However, there has been no material change in the information
disclosed in the Company's annual consolidated financial
statements dated November 30, 1996, except as disclosed herein.
Accordingly, the information contained herein should be read in
conjunction with such annual consolidated financial statements
and related disclosures. The accompanying financial statements
reflect, in the opinion of management, all adjustments
(consisting of normal recurring adjustments) necessary for a fair
presentation of the results for the interim periods presented.
Results of operations for the quarter and nine months ended
August 31, 1997 are not necessarily indicative of results
expected for an entire year.
NOTE A
The Company's current portion of notes receivable increased to
$13.8 million as at August 31, 1997 compared to $6.7 million as
at November 30, 1996. The increase is primarily due to the $11.0
million note that the Company received in conjunction with its
divestiture of Eco Environmental, Inc. and Environmental
Evolutions, Inc. as of August 31, 1997. The note matures in June
1998 and is collateralized with the assets of the two entities
being sold. The two entities had aggregate revenues of $6.2
million as of June 1, 1997, which was the effective date of the
sale.
NOTE B
Inventory of the Company increased to $16.6 million as at
August 31, 1997 compared to $6.8 million as at November 30, 1996.

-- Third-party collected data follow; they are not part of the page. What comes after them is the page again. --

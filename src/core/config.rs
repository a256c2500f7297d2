use std::env;
use std::path::Path;

use async_openai::config::OpenAIConfig;

pub const API_KEY_VAR: &str = "GROQ_API_KEY";
pub const BASE_URL_VAR: &str = "GROQ_BASE_URL";
pub const DEFAULT_BASE_URL: &str = "https://api.groq.com/openai/v1";

#[derive(Debug, Clone)]
pub struct Config {
    pub openai_config: OpenAIConfig,
    pub base_url: String,
    pub has_api_key: bool,
}

#[derive(Debug, thiserror::Error)]
pub enum ConfigError {
    #[error("GROQ_API_KEY not found in the environment or env file. Add GROQ_API_KEY=your_key to .env.local")]
    MissingApiKey,
}

/// Load the given env file if present. Only that file is read; variables
/// already set in the process environment win.
pub fn load_env_file(path: &Path) {
    match dotenv::from_path(path) {
        Ok(()) => log::debug!("Loaded environment from {}", path.display()),
        Err(e) => log::debug!("No env file at {}: {}", path.display(), e),
    }
}

/// Load configuration from environment. Returns an error if the API key is missing.
pub fn load() -> Result<Config, ConfigError> {
    from_values(env::var(API_KEY_VAR).ok(), env::var(BASE_URL_VAR).ok())
}

/// Load configuration without requiring a key. A missing key yields a client
/// with an empty key whose requests fail at call time.
pub fn load_lenient() -> Config {
    from_values(env::var(API_KEY_VAR).ok(), env::var(BASE_URL_VAR).ok()).unwrap_or_else(|_| {
        log::warn!("{} is not set; requests will be sent without a key", API_KEY_VAR);
        build(String::new(), env::var(BASE_URL_VAR).ok())
    })
}

fn from_values(api_key: Option<String>, base_url: Option<String>) -> Result<Config, ConfigError> {
    let api_key = api_key
        .map(|k| k.trim().to_string())
        .filter(|k| !k.is_empty())
        .ok_or(ConfigError::MissingApiKey)?;
    Ok(build(api_key, base_url))
}

pub(crate) fn build(api_key: String, base_url: Option<String>) -> Config {
    let base_url = base_url
        .map(|u| u.trim().trim_end_matches('/').to_string())
        .filter(|u| !u.is_empty())
        .unwrap_or_else(|| DEFAULT_BASE_URL.to_string());
    let has_api_key = !api_key.is_empty();

    let openai_config = OpenAIConfig::new()
        .with_api_base(base_url.clone())
        .with_api_key(api_key);

    Config {
        openai_config,
        base_url,
        has_api_key,
    }
}
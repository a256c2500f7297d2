//! Model tester: one fixed chat request per descriptor, classified as working or failed.
//!
//! The run is a strict sequential fold over the descriptor list. Every
//! descriptor is attempted exactly once; an error never stops the loop.

mod summary;


use crate::core::api::{ChatMessage, ChatRequest, ModelApi};
use crate::core::models::ModelDescriptor;

pub use summary::RunSummary;

pub const SYSTEM_PROMPT: &str = "You are a climate expert. Answer briefly in 1-2 sentences.";
pub const USER_PROMPT: &str = "What causes high CO2 levels?";
pub const TEMPERATURE: f64 = 0.7;
pub const MAX_TOKENS: u32 = 150;

/// Result of testing one model.
#[derive(Clone, Debug, PartialEq)]
pub enum TestOutcome {
    Success {
        response_text: String,
        token_count: u32,
        echoed_model_id: String,
    },
    Failure {
        error_message: String,
    },
}

impl TestOutcome {
    pub fn is_success(&self) -> bool {
        matches!(self, TestOutcome::Success { .. })
    }
}

/// The fixed probe request for `model_id`.
pub fn probe_request(model_id: &str) -> ChatRequest {
    ChatRequest {
        model: model_id.to_string(),
        messages: vec![
            ChatMessage::system(SYSTEM_PROMPT),
            ChatMessage::user(USER_PROMPT),
        ],
        temperature: TEMPERATURE,
        max_tokens: MAX_TOKENS,
    }
}

/// Send the probe request for one descriptor and classify the result.
pub async fn test_model<A: ModelApi>(api: &A, descriptor: &ModelDescriptor) -> TestOutcome {
    match api.chat(&probe_request(&descriptor.id)).await {
        Ok(reply) => TestOutcome::Success {
            response_text: reply.content,
            token_count: reply.total_tokens,
            echoed_model_id: reply.model,
        },
        Err(e) => {
            log::warn!("{} failed: {}", descriptor.id, e);
            TestOutcome::Failure {
                error_message: e.to_string(),
            }
        }
    }
}

/// Test every descriptor in order. `on_outcome` sees each result as soon as it is known.
pub async fn run_all<A, F>(api: &A, descriptors: &[ModelDescriptor], mut on_outcome: F) -> RunSummary
where
    A: ModelApi,
    F: FnMut(&ModelDescriptor, &TestOutcome),
{
    let mut summary = RunSummary::default();
    for descriptor in descriptors {
        let outcome = test_model(api, descriptor).await;
        on_outcome(descriptor, &outcome);
        summary.push(descriptor.clone(), outcome);
    }
    log::info!(
        "Tested {} model(s): {} working, {} failed",
        summary.total(),
        summary.working_count(),
        summary.failed_count()
    );
    summary
}
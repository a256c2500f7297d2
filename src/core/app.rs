//! Application identity from Cargo.toml.

/// Application name (from Cargo.toml `package.name`).
pub const NAME: &str = env!("CARGO_PKG_NAME");

/// Environment file loaded before the process environment (Next.js style).
pub const DEFAULT_ENV_FILE: &str = ".env.local";

/// Default destination of the `list` command.
pub const DEFAULT_CATALOG_OUTPUT: &str = "groq_models.txt";
//! Static model metadata: the descriptors the tester iterates over.

mod descriptor;

pub use descriptor::{ModelDescriptor, load_descriptors, select_models};

#[cfg(test)]
pub use descriptor::builtin_descriptors;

The increase is primarily due to a $7.0 million reclassification
of property, plant and equipment which is now classified as
equipment held for resale by the Company's subsidiary Separation
and Recovery Systems, Inc.
NOTE C
Goodwill of the Company increased to $44.8 million as at
August 31, 1997 compared to $18.9 million as at November 30,
1996. The increase in goodwill is directly attributable to the
merger acquisition of Chempower, Inc. ("Chempower") that closed
on March 4, 1997 and the goodwill of EIF Holdings, Inc. ("EIFH")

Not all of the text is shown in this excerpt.